Exercise brief: Please show all lines of the records that include "malformed".

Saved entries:
######
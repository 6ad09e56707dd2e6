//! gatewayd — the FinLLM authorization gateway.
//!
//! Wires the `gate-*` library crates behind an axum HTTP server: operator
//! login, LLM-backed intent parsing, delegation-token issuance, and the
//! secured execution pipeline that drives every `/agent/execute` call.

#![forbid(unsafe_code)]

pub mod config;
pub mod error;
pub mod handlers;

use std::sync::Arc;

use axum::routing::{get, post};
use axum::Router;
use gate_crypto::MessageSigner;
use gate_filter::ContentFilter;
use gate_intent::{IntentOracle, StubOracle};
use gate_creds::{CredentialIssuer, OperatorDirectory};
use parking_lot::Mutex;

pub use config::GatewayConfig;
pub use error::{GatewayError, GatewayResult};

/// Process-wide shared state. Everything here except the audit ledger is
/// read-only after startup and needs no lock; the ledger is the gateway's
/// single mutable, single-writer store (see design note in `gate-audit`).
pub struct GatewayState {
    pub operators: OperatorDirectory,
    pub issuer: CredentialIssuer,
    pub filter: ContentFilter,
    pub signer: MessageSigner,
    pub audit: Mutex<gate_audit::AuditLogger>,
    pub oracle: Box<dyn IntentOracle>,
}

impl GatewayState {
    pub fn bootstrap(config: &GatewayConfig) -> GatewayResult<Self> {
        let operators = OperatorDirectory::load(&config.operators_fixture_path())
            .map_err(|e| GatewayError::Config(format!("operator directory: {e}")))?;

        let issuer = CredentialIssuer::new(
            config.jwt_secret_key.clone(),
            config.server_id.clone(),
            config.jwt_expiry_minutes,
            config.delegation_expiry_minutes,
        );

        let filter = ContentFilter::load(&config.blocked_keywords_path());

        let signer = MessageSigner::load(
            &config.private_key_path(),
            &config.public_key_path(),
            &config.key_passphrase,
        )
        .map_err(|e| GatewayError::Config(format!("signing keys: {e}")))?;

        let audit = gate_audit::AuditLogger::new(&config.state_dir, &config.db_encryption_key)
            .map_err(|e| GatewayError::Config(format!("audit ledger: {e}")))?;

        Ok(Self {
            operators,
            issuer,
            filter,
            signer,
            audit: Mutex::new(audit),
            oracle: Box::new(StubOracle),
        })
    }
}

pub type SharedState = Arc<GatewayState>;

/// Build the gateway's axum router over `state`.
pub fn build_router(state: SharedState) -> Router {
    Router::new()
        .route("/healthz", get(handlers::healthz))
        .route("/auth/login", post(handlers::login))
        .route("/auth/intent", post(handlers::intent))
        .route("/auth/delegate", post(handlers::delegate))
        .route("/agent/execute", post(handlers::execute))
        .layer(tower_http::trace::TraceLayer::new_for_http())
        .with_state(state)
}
######
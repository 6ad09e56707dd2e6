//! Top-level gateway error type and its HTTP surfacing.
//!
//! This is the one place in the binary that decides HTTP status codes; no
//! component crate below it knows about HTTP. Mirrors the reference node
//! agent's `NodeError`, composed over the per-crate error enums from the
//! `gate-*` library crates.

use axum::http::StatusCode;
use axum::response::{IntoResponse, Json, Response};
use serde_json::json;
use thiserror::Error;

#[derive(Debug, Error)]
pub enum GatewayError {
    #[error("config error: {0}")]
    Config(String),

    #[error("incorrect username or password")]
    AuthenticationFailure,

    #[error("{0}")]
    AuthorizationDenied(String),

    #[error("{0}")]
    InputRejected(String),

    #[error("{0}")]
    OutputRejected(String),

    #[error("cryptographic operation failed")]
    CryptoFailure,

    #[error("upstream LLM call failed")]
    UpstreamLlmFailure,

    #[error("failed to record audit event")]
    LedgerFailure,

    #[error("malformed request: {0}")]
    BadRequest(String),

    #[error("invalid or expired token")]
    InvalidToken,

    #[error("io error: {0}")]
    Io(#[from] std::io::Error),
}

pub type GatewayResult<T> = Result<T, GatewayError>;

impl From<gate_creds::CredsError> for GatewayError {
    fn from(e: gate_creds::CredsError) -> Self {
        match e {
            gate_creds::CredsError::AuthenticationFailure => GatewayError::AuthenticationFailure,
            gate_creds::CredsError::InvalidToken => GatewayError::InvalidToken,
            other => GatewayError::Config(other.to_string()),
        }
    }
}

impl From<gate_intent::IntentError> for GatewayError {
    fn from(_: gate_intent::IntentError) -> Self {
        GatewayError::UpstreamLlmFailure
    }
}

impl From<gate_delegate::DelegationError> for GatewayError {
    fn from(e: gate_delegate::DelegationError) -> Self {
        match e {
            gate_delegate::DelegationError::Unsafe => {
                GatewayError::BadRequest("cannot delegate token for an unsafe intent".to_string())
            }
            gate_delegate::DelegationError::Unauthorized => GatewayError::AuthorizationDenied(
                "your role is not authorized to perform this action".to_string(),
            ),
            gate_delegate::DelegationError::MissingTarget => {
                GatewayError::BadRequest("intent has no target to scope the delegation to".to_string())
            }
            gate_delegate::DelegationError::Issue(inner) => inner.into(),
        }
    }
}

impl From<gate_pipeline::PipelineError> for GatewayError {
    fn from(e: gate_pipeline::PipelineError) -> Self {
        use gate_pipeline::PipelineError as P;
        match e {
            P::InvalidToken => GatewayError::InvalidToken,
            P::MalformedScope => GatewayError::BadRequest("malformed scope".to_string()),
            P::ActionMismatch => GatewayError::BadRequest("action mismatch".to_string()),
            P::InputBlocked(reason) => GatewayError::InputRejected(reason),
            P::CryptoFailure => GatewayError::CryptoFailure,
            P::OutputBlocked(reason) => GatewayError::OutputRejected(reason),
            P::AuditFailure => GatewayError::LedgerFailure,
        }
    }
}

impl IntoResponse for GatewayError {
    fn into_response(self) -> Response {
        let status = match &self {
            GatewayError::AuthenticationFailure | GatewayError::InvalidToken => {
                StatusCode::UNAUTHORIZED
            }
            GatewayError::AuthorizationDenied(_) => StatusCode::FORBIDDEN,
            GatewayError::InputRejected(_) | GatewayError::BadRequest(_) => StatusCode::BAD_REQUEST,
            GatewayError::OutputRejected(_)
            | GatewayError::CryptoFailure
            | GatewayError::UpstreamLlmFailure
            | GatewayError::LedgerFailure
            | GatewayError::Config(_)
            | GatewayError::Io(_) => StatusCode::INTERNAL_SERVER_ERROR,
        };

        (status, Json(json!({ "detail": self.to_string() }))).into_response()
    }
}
######
Result for this task:
    #[error("malformed request: {0}")]
            P::MalformedScope => GatewayError::BadRequest("malformed scope".to_string()),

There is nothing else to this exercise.